Cost, Revenue, & Profit CONTINUED Now, to determine the corresponding revenue, we replace x with 150 in the revenue function. R(x) = 21x R(150) = 21(150) R(150) = 3,150 Therefore, when profit is $1000 in a week, the corresponding revenue is $3,150. NOTE: In order to determine the desired revenue value in part (c), we needed to solve for R(x). But in order to do that, we needed to have a value for x to plug into the R(x) function. In order to acquire that value for x, we needed to use the given information – profit is $1000.

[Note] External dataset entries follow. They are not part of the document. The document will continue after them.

//! Geordnete Wegpunktfolge: das semantische Modell, das exportiert wird.

use super::{Waypoint, WaypointId};
use serde::Serialize;

/// Pfad einer Entität. Einfügereihenfolge = Fahrreihenfolge.
///
/// Der erste Wegpunkt ist der Anker (Spawn-Punkt). Mutationen laufen
/// ausschließlich über den `PathEditor`.
#[derive(Debug, Clone, Default, PartialEq, Serialize)]
pub struct Path {
    waypoints: Vec<Waypoint>,
}

impl Path {
    /// Erstellt einen leeren Pfad.
    pub fn new() -> Self {
        Self::default()
    }

    /// Anzahl der Wegpunkte.
    pub fn len(&self) -> usize {
        self.waypoints.len()
    }

    /// Gibt `true` zurück, solange noch kein Anker gesetzt ist.
    pub fn is_empty(&self) -> bool {
        self.waypoints.is_empty()
    }

    /// Der Anker (erster Wegpunkt).
    pub fn anchor(&self) -> Option<&Waypoint> {
        self.waypoints.first()
    }

    /// Der letzte Wegpunkt.
    pub fn last(&self) -> Option<&Waypoint> {
        self.waypoints.last()
    }

    /// Wegpunkt an logischer Position.
    pub fn get(&self, index: usize) -> Option<&Waypoint> {
        self.waypoints.get(index)
    }

    /// Sucht einen Wegpunkt anhand seiner ID.
    pub fn find(&self, id: WaypointId) -> Option<&Waypoint> {
        self.waypoints.iter().find(|w| w.id == id)
    }

    /// Logische Position eines Wegpunkts.
    pub fn position_of(&self, id: WaypointId) -> Option<usize> {
        self.waypoints.iter().position(|w| w.id == id)
    }

    /// Iterator in Fahrreihenfolge.
    pub fn iter(&self) -> std::slice::Iter<'_, Waypoint> {
        self.waypoints.iter()
    }

    /// Read-only Sicht auf alle Wegpunkte.
    pub fn waypoints(&self) -> &[Waypoint] {
        &self.waypoints
    }

    pub(crate) fn get_mut(&mut self, index: usize) -> Option<&mut Waypoint> {
        self.waypoints.get_mut(index)
    }

    pub(crate) fn push(&mut self, waypoint: Waypoint) {
        self.waypoints.push(waypoint);
    }

    pub(crate) fn insert(&mut self, index: usize, waypoint: Waypoint) {
        self.waypoints.insert(index, waypoint);
    }

    pub(crate) fn remove(&mut self, index: usize) -> Waypoint {
        self.waypoints.remove(index)
    }
}

impl<'a> IntoIterator for &'a Path {
    type Item = &'a Waypoint;
    type IntoIter = std::slice::Iter<'a, Waypoint>;

    fn into_iter(self) -> Self::IntoIter {
        self.waypoints.iter()
    }
}
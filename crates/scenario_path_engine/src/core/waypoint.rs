//! Logischer Wegpunkt eines Pfads.

use super::{Location, TriggerCondition, WaypointId};
use serde::{Deserialize, Serialize};

/// Aktion, die beim Erreichen eines Wegpunkts ausgeführt wird.
#[derive(Debug, Clone, Copy, PartialEq, Eq, Default, Serialize, Deserialize)]
pub enum ActionKind {
    /// Zum Wegpunkt fahren/gehen
    #[default]
    MoveTo,
    /// Fahrspurwechsel (vom Pathfinder vorgegeben)
    LaneChange,
}

/// Ein Wegpunkt: Position, Aktion und Trigger-Bedingungen.
#[derive(Debug, Clone, PartialEq, Serialize, Deserialize)]
pub struct Waypoint {
    /// Eindeutige ID
    pub id: WaypointId,
    /// Position des Wegpunkts
    pub location: Location,
    /// Auszuführende Aktion
    pub action: ActionKind,
    /// Bedingungen in Auswertungsreihenfolge
    pub triggers: Vec<TriggerCondition>,
}

impl Waypoint {
    /// Erstellt einen neuen Wegpunkt.
    pub fn new(
        id: WaypointId,
        location: Location,
        action: ActionKind,
        triggers: Vec<TriggerCondition>,
    ) -> Self {
        Self {
            id,
            location,
            action,
            triggers,
        }
    }
}
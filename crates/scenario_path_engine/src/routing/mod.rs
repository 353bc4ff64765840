//! Kollaborateure für Routing und Snapping.
//!
//! Der Editor kennt nur die Traits [`Pathfinder`] und [`Snapper`]; konkrete
//! Implementierungen sind der graphbasierte [`RoadGraphRouter`] und der
//! freie [`StraightLineRouter`].

pub mod graph_router;
pub mod straight;

pub use graph_router::RoadGraphRouter;
pub use straight::{StraightLineRouter, sample_line};

use crate::core::Location;
use glam::Vec2;
use thiserror::Error;

/// Ergebnis einer Pfadsuche.
///
/// `points[0] == from`, `points[last] == to`. `lane_changes` enthält Indizes in
/// `points`, an denen ein Spurwechsel beginnt.
#[derive(Debug, Clone, Default, PartialEq)]
pub struct PathSegment {
    /// Geordnete Punkte inklusive Start und Ziel
    pub points: Vec<Location>,
    /// Aufsteigende Indizes der Spurwechsel-Startpunkte
    pub lane_changes: Vec<usize>,
}

impl PathSegment {
    /// Segment ohne Spurwechsel.
    pub fn plain(points: Vec<Location>) -> Self {
        Self {
            points,
            lane_changes: Vec::new(),
        }
    }
}

/// Fehler der Pfadsuche.
#[derive(Debug, Clone, PartialEq, Error)]
pub enum RoutingError {
    /// Position liegt auf keinem Knoten des Straßengraphen
    #[error("Position ({}, {}) liegt nicht auf dem Straßengraphen", .0.x, .0.y)]
    OffGraph(Vec2),
    /// Zwischen den Knoten existiert keine befahrbare Verbindung
    #[error("Kein Weg von ({}, {}) nach ({}, {})", .from.x, .from.y, .to.x, .to.y)]
    NoRoute { from: Vec2, to: Vec2 },
    /// Der Pathfinder lieferte keine Punkte
    #[error("Pfadsuche lieferte ein leeres Ergebnis")]
    EmptyResult,
}

/// Berechnet Teilpfade zwischen zwei Positionen.
pub trait Pathfinder {
    /// Sucht einen Pfad von `from` nach `to`.
    ///
    /// Bei `ignore_graph` wird frei (ohne Straßengraph) geroutet.
    fn find_path(
        &self,
        from: Location,
        to: Location,
        ignore_graph: bool,
    ) -> Result<PathSegment, RoutingError>;
}

/// Projiziert freie Zeigerpositionen auf gültige Graph-Positionen.
pub trait Snapper {
    /// Liefert die nächste gültige Position oder `None`, wenn keine in Reichweite liegt.
    fn resolve(&self, raw: Location) -> Option<Location>;
}

/// Kombination aus [`Pathfinder`] und [`Snapper`], wie sie der Editor benötigt.
pub trait Router: Pathfinder + Snapper {}

impl<T: Pathfinder + Snapper + ?Sized> Router for T {}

Functions & Graphs EXAMPLE The function f (r) gives the cost (in cents) of constructing a 100-cubic-inch cylinder of radius r inches. The graph of f (r) is given. What is the cost of constructing a cylinder of radius 6 inches? Interpret the fact that the point (3, 162) is on the graph of the function. Interpret the fact that the point (3, 162) is the lowest point on the graph of the function. What does this say in terms of cost versus radius?

Functions & Graphs CONTINUED SOLUTION To determine the cost of constructing a cylinder of radius 6 inches, we look on the graph where r = 6. The corresponding y value will be the cost we are seeking. The red arrow is emphasizing the point in which we are interested. The y value of that point is 270. Therefore, the cost of constructing a cylinder of radius 6 inches is 270 cents or $2.70.

Functions & Graphs CONTINUED (b) The fact that the point (3, 162) is on the graph tells us that the cost to make 100-cubic-inch cylinders with a radius as small as 3 inches is 162 cents or $1.62. (c) The fact that the point (3, 162) is the lowest point on the graph tells us that the least expensive 100-cubic-inch cylinder that can be made is a 3 inch cylinder at a cost of $1.62. Therefore, the 3 inch cylinder is the most cost-effective one that is offered.